Although Trump is wildly unpopular with North Carolina voters overall, he still has strong support among the state’s Republicans.

While 58 percent of North Carolinians overall disapprove of Trump’s performance in the White House, 75 percent of self-identified Republicans in the state approve of the job he’s doing, according to an Elon University poll released last month.

Still, some Republicans say there could be cause for concern. The out-of-power party has gained House seats in each of the last three elections. Democrats gained 30 seats in 2006 when George W. Bush occupied the White House and Republicans won a net of 63 seats in 2010 when Barack Obama was president.

The president’s party has lost House seats in 20 of the last 22 mid-term elections. Sixteen involved double-digit loses.

"If you’ve been around politics long enough you’ve seen these kind of wave elections that can happen," said Carter Wrenn, a Raleigh-based Republican strategist. "The Democrats can’t control that, but anybody like Bob (Pittenger) or George (Holding) who are in areas that have a lot of urban/suburban voters, it’s going to affect them."

Pittenger is in a particularly precarious situation.
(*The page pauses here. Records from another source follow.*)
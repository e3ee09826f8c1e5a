// ABOUTME: Route module organization for the panel server HTTP endpoints
// ABOUTME: Assembles route groups and applies tracing, limits, CORS and security headers
//
// SPDX-License-Identifier: MIT OR Apache-2.0

//! Route module for the panel server
//!
//! Each domain module contains only route definitions and thin handlers that
//! authenticate, gate by role and delegate to the resources.

/// Login and logout routes
pub mod auth;
/// Health check and readiness routes
pub mod health;
/// Static frontend routes
pub mod static_files;
/// Identity and users table routes
pub mod users;

pub use auth::AuthRoutes;
pub use health::HealthRoutes;
pub use static_files::StaticRoutes;
pub use users::UserRoutes;

use std::sync::Arc;
use std::time::Duration;

use axum::http::StatusCode;
use axum::Router;
use panel_core::errors::AppError;
use tower_http::limit::RequestBodyLimitLayer;
use tower_http::request_id::{MakeRequestUuid, PropagateRequestIdLayer, SetRequestIdLayer};
use tower_http::timeout::TimeoutLayer;
use tower_http::trace::TraceLayer;

use crate::middleware::{make_request_span, setup_cors};
use crate::resources::ServerResources;
use crate::security::SecurityHeaders;

/// Build the full application router
///
/// Layers from innermost to outermost: security headers, CORS, body limit,
/// timeout, request id propagation, tracing, request id generation.
pub fn build_router(resources: Arc<ServerResources>) -> Router {
    let config = Arc::clone(&resources.config);

    let mut router = Router::new()
        .merge(HealthRoutes::routes(Arc::clone(&resources)))
        .merge(AuthRoutes::routes(Arc::clone(&resources)))
        .merge(UserRoutes::routes(resources))
        .merge(StaticRoutes::routes(&config.static_files.directory))
        .fallback(|| async { AppError::not_found("Route") });

    router = SecurityHeaders::for_environment(config.environment).apply(router);

    if let Some(cors) = setup_cors(&config) {
        router = router.layer(cors);
    }

    router
        .layer(RequestBodyLimitLayer::new(config.security.max_body_bytes))
        .layer(TimeoutLayer::with_status_code(
            StatusCode::REQUEST_TIMEOUT,
            Duration::from_secs(config.security.request_timeout_secs),
        ))
        .layer(PropagateRequestIdLayer::x_request_id())
        .layer(TraceLayer::new_for_http().make_span_with(make_request_span))
        .layer(SetRequestIdLayer::x_request_id(MakeRequestUuid))
}
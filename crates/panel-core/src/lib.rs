// ABOUTME: Core types for the panel server
// ABOUTME: Foundation crate with error handling, the user model and roles
//
// SPDX-License-Identifier: MIT OR Apache-2.0

#![deny(unsafe_code)]

//! # Panel Core
//!
//! Shared types for the panel server. This crate changes rarely, so the
//! server crate gets incremental compilation benefits from the split.
//!
//! ## Modules
//!
//! - **errors**: `AppError`, `ErrorCode` and the JSON error body
//! - **models**: `User` as stored on disk and `UserSummary` as served
//! - **permissions**: ordered `UserRole` and the table visibility rule

/// Unified error handling system with standard error codes and HTTP responses
pub mod errors;

/// User account model
pub mod models;

/// Role ordering and visibility
pub mod permissions;
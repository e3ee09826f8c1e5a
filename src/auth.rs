// ABOUTME: Password authentication against the credential store using bcrypt
// ABOUTME: Unknown users are verified against a dummy hash so timing does not reveal them
//
// SPDX-License-Identifier: MIT OR Apache-2.0

//! # Authentication
//!
//! [`Authenticator::authenticate`] is the only place a plaintext password is
//! handled. Every failure mode visible to the caller is the same
//! `AUTH_INVALID` error; a corrupt stored hash is reported as an internal error.

use std::sync::Arc;

use panel_core::errors::{AppError, AppResult};
use panel_core::models::User;
use zeroize::Zeroizing;

use crate::credentials::CredentialStore;
use crate::logging::AppLogger;

/// Verifies username and password pairs
#[derive(Clone)]
pub struct Authenticator {
    credentials: Arc<CredentialStore>,
    dummy_hash: Arc<str>,
}

impl Authenticator {
    /// Create an authenticator. Hashes a random dummy password at `bcrypt_cost`,
    /// which blocks for one bcrypt round.
    ///
    /// # Errors
    ///
    /// Returns an error if the RNG fails or the cost is out of range
    pub fn new(credentials: Arc<CredentialStore>, bcrypt_cost: u32) -> AppResult<Self> {
        use ring::rand::{SecureRandom, SystemRandom};

        let mut seed = Zeroizing::new([0u8; 16]);
        SystemRandom::new()
            .fill(&mut seed[..])
            .map_err(|_| AppError::internal("System RNG failure - cannot seed dummy hash"))?;

        let dummy_hash = bcrypt::hash(hex::encode(&seed[..]), bcrypt_cost).map_err(|e| {
            AppError::config_invalid(format!("Cannot create dummy hash: {e}")).with_source(e)
        })?;

        Ok(Self {
            credentials,
            dummy_hash: Arc::from(dummy_hash),
        })
    }

    /// Credential store backing this authenticator
    #[must_use]
    pub fn credentials(&self) -> &Arc<CredentialStore> {
        &self.credentials
    }

    /// Check a username and password, returning the matching user
    ///
    /// # Errors
    ///
    /// Returns `AUTH_INVALID` for an empty field, an unknown user or a wrong
    /// password, and `INTERNAL_ERROR` if the stored hash is malformed or the
    /// verification task fails
    pub async fn authenticate(&self, username: &str, password: &str) -> AppResult<User> {
        if username.is_empty() || password.is_empty() {
            AppLogger::log_auth_event(username, "login", false, Some("empty credentials"));
            return Err(AppError::auth_invalid());
        }

        let user = self.credentials.find_by_username(username).cloned();
        let hash = user
            .as_ref()
            .map_or_else(|| Arc::clone(&self.dummy_hash), |u| Arc::from(u.password_hash.as_str()));

        let password = Zeroizing::new(password.to_owned());
        let is_valid = tokio::task::spawn_blocking(move || bcrypt::verify(password.as_bytes(), &hash))
            .await
            .map_err(|e| AppError::internal(format!("Password verification task failed: {e}")))?
            .map_err(|e| {
                tracing::error!(user.name = %username, "Stored password hash is malformed");
                AppError::internal(format!("Password verification error: {e}")).with_source(e)
            })?;

        match user {
            Some(user) if is_valid => {
                AppLogger::log_auth_event(username, "login", true, Some(user.role.as_str()));
                Ok(user)
            }
            Some(_) => {
                AppLogger::log_auth_event(username, "login", false, Some("wrong password"));
                Err(AppError::auth_invalid())
            }
            None => {
                AppLogger::log_auth_event(username, "login", false, Some("unknown user"));
                Err(AppError::auth_invalid())
            }
        }
    }
}

impl std::fmt::Debug for Authenticator {
    fn fmt(&self, f: &mut std::fmt::Formatter<'_>) -> std::fmt::Result {
        f.debug_struct("Authenticator")
            .field("users", &self.credentials.len())
            .finish_non_exhaustive()
    }
}

#[cfg(test)]
mod tests {
    use super::*;
    use panel_core::errors::ErrorCode;
    use panel_core::permissions::UserRole;

    fn authenticator() -> Authenticator {
        let users = vec![
            User::new(
                "admin".into(),
                bcrypt::hash("adminpass", 4).unwrap(),
                UserRole::Admin,
            ),
            User::new("broken".into(), "not-a-hash".into(), UserRole::Standard),
        ];
        let store = CredentialStore::from_users(users).unwrap();
        Authenticator::new(Arc::new(store), 4).unwrap()
    }

    #[tokio::test]
    async fn test_correct_password() {
        let user = authenticator()
            .authenticate("admin", "adminpass")
            .await
            .unwrap();
        assert_eq!(user.role, UserRole::Admin);
    }

    #[tokio::test]
    async fn test_failures_are_uniform() {
        let auth = authenticator();
        let wrong = auth.authenticate("admin", "wrongpass").await.unwrap_err();
        let unknown = auth.authenticate("ghost", "adminpass").await.unwrap_err();
        let empty = auth.authenticate("admin", "").await.unwrap_err();

        for error in [&wrong, &unknown, &empty] {
            assert_eq!(error.code, ErrorCode::AuthInvalid);
            assert_eq!(error.message, wrong.message);
        }
    }

    #[tokio::test]
    async fn test_malformed_hash_is_internal() {
        let error = authenticator()
            .authenticate("broken", "anything")
            .await
            .unwrap_err();
        assert_eq!(error.code, ErrorCode::InternalError);
    }
}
He could not only face one of the toughest House Republican primaries in the country but, if he survives that challenge, would run against a well-funded Democrat. He’s in a primary rematch against Mark Harris, the former pastor of Charlotte’s First Baptist Church, who lost in 2016 by only 134 votes. 

The primary is shaping into a proxy war between former Trump chief strategist Steve Bannon and Karl Rove, Bush’s political adviser. Rove headlined two fundraisers for Pittenger last month. McClatchy reported that Bannon, annoyed that Rove criticized him in a Wall Street Journal editorial, may aid Harris. 

If Pittenger wins the primary, he could face Democrat Dan McCready, a former Marine from Charlotte who raised $416,000 in the third quarter, bringing his campaign total to $875,000. He’s one of three candidates running in the Democratic primary. 

Pittenger has been one of Trump’s consistent defenders and has voted with the president’s positions 95.7 percent of the time, second only to Rep. Patrick McHenry’s 98 percent among North Carolina’s 10 House Republicans, according to an analysis by website FiveThirtyEight.

That’s not stopping Harris’ primary campaign from trying to cast Pittenger as an anti-Trump establishment Republican. Andy Yates, Harris’ campaign consultant, questioned how Pittenger can call himself a Trump supporter when he’s backed by Rove, who’s been critical of the president.

Pittenger told McClatchy that he and Trump "walk the same line in terms of economic policy and national security policy."

Brian Murphy and Emma Dumain of McClatchy’s Washington Bureau contributed to this story.